The challenges of 2020 for the San Francisco-based company were about building. First, co-founders JR Rosillo and Fernando Nuñez built their tortilla making-robot at home, in different locations. Additionally, the team had to start their family and friends rounds over Zoom calls. Rosillo said they’re not releasing the amount they’ve raised in family and friends round yet because it’s still ongoing.
“[The Pandemic] forced us to rethink how we worked utterly,” Rosillo wrote. “Our team has never been in the same physical location at the same time.”
Rosillo said a major breakthrough to navigating these challenges came when he became a fellow at On Deck, a program that connects entrepreneurs and mentors, in October. The program “replicated the serendipity of being in the Bay Area” by creating a virtual community of entrepreneurs and creators to learn from and bounce ideas off of, he said.
The company has three employees. It plans to start selling their product to customers in the summer.

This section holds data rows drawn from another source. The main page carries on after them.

#[cfg(test)]
mod tests {
    use super::*;
    use crate::interval::assert_well_formed;
    use std::sync::Arc;

    struct Fixture {
        registry: Arc<Registry>,
        host: HostEngine,
        tagger: Tagger,
    }

    fn fixture(config: Config) -> Fixture {
        let registry = Registry::shared();
        Fixture {
            host: HostEngine::new(&config).unwrap(),
            tagger: Tagger::new(&registry, &config).unwrap(),
            registry,
        }
    }

    fn tag_all(f: &Fixture, text: &str) -> IntervalMap<Tag> {
        let mut tags = IntervalMap::new(text.len(), Tag::Host);
        let mut props = IntervalMap::new(text.len(), Syntax::Code);
        f.tagger
            .retag(text, &f.host, &f.registry, &mut tags, &mut props, 0..text.len(), None);
        assert_well_formed(&tags);
        tags
    }

    fn regions(f: &Fixture, text: &str) -> Vec<(String, &'static str)> {
        tag_all(f, text)
            .iter()
            .filter_map(|(range, tag)| {
                let id = tag.backend()?;
                Some((text[range].to_string(), f.registry.name(id)))
            })
            .collect()
    }

    #[test]
    fn test_script_and_style() {
        let f = fixture(Config::default());
        let text = "<script>let a;</script>\n<style>p{}</style>";
        assert_eq!(
            regions(&f, text),
            vec![("let a;".to_string(), "JavaScript"), ("p{}".to_string(), "CSS")]
        );
    }

    #[test]
    fn test_lang_attribute_selects_backend() {
        let f = fixture(Config::default());
        let text = "<script lang=\"ts\">let a: number;</script><style lang='scss'>$x: 1;</style>";
        let found: Vec<_> = regions(&f, text).into_iter().map(|(_, name)| name).collect();
        assert_eq!(found, ["TypeScript", "SCSS"]);
    }

    #[test]
    fn test_closer_is_case_insensitive() {
        let f = fixture(Config::default());
        let text = "<SCRIPT>x</SCRIPT>y";
        assert_eq!(regions(&f, text), vec![("x".to_string(), "JavaScript")]);
    }

    #[test]
    fn test_unterminated_region_runs_to_end() {
        let f = fixture(Config::default());
        let text = "<style>p { color: red }";
        let tags = tag_all(&f, text);
        assert_eq!(tags.region(10).map(|(r, _)| r), Some(7..text.len()));
    }

    #[test]
    fn test_opener_in_comment_is_ignored() {
        let f = fixture(Config::default());
        assert!(regions(&f, "<!-- <script> -->\n<p>x</p>").is_empty());
    }

    #[test]
    fn test_opener_in_attribute_string_is_ignored() {
        let f = fixture(Config::default());
        assert!(regions(&f, "<a title=\"<style>\">x</a>").is_empty());
    }

    #[test]
    fn test_directive_values() {
        let f = fixture(Config::default());
        let text = "<button on:click={() => { n += 1 }} bind:value=\"v\">";
        assert_eq!(
            regions(&f, text),
            vec![
                ("() => { n += 1 }".to_string(), "JavaScript"),
                ("v".to_string(), "JavaScript")
            ]
        );
    }

    #[test]
    fn test_inline_style_is_opt_in() {
        let text = "<p style=\"color: red\">x</p>";
        assert!(regions(&fixture(Config::default()), text).is_empty());

        let config = Config {
            inline_style_detection: true,
            ..Config::default()
        };
        assert_eq!(regions(&fixture(config), text), vec![("color: red".to_string(), "CSS")]);
    }

    #[test]
    fn test_resume_matches_single_pass() {
        let f = fixture(Config::default());
        let text = "<p>a</p>\n<script>\nlet s = '<';\n</script>\n<style>\np {}\n</style>\n";
        let whole = tag_all(&f, text);
        let (tags, _) = tag_by_lines(&f, text);
        assert_eq!(tags, whole);
    }

    #[test]
    fn test_props_mark_literals() {
        let f = fixture(Config::default());
        let text = "<script>let s = '}';</script>";
        let mut tags = IntervalMap::new(text.len(), Tag::Host);
        let mut props = IntervalMap::new(text.len(), Syntax::Code);
        f.tagger
            .retag(text, &f.host, &f.registry, &mut tags, &mut props, 0..text.len(), None);
        assert_eq!(props.get(17), Some(Syntax::Literal));
        assert_eq!(props.get(8), Some(Syntax::Code));
    }

    /// Tag `text` one line per call, resuming each time
    fn tag_by_lines(f: &Fixture, text: &str) -> (IntervalMap<Tag>, IntervalMap<Syntax>) {
        let mut tags = IntervalMap::new(text.len(), Tag::Host);
        let mut props = IntervalMap::new(text.len(), Syntax::Code);
        let mut scan = None;
        let mut pos = 0;
        for line in text.split_inclusive('\n') {
            let next = pos + line.len();
            scan = Some(f.tagger.retag(
                text,
                &f.host,
                &f.registry,
                &mut tags,
                &mut props,
                pos..next,
                scan,
            ));
            pos = next;
        }
        (tags, props)
    }

    #[test]
    fn test_balance_braces() {
        let open = BraceScan::opened();
        assert_eq!(balance_braces("a { b } c } d", open), Ok(10));
        assert_eq!(balance_braces("'}' }", open), Ok(4));
        assert_eq!(balance_braces("{ x", open).map_err(|s| s.depth), Err(2));

        let inside = balance_braces("`a\n", open).unwrap_err();
        assert_eq!(inside.quote, Some('`'));
        assert_eq!(balance_braces("}`; }", inside), Ok(4));
    }

    #[test]
    fn test_brace_string_spans_lines() {
        let f = fixture(Config::default());
        let text = "<p on:click={() => {\nlet s = `a\n}`;\n}}>x</p>\n";
        let whole = tag_all(&f, text);
        let (lines, _) = tag_by_lines(&f, text);
        assert_eq!(lines, whole);
        assert_eq!(whole.region(14).map(|(r, _)| r), Some(13..37));
    }

    #[test]
    fn test_comment_spanning_chunks_stays_literal() {
        let f = fixture(Config::default());
        let text = "<script>\n/* a\n{ b */\nfoo();\n</script>\n";
        let mut props = IntervalMap::new(text.len(), Syntax::Code);
        let mut tags = IntervalMap::new(text.len(), Tag::Host);
        f.tagger
            .retag(text, &f.host, &f.registry, &mut tags, &mut props, 0..text.len(), None);

        let (_, by_lines) = tag_by_lines(&f, text);
        assert_eq!(by_lines, props);
        let brace = text.find("{ b").unwrap();
        assert_eq!(by_lines.get(brace), Some(Syntax::Literal));
        assert_eq!(by_lines.get(text.find("foo").unwrap()), Some(Syntax::Code));
    }
}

This story and others on New Builders Dispatch are made possible by a sponsorship from the Ewing Marion Kauffman Foundation. The Ewing Marion Kauffman Foundation is a private, nonpartisan foundation that provides access to opportunities that help people achieve financial stability, upward mobility, and economic prosperity – regardless of race, gender, or geography. The Kansas City, Mo.-based foundation uses its grantmaking, research, programs, and initiatives to support the start and growth of new businesses, a more prepared workforce, and stronger communities. For more information, visit www.kauffman.org and connect with www.twitter.com/kauffmanfdn and www.facebook.com/kauffmanfdn.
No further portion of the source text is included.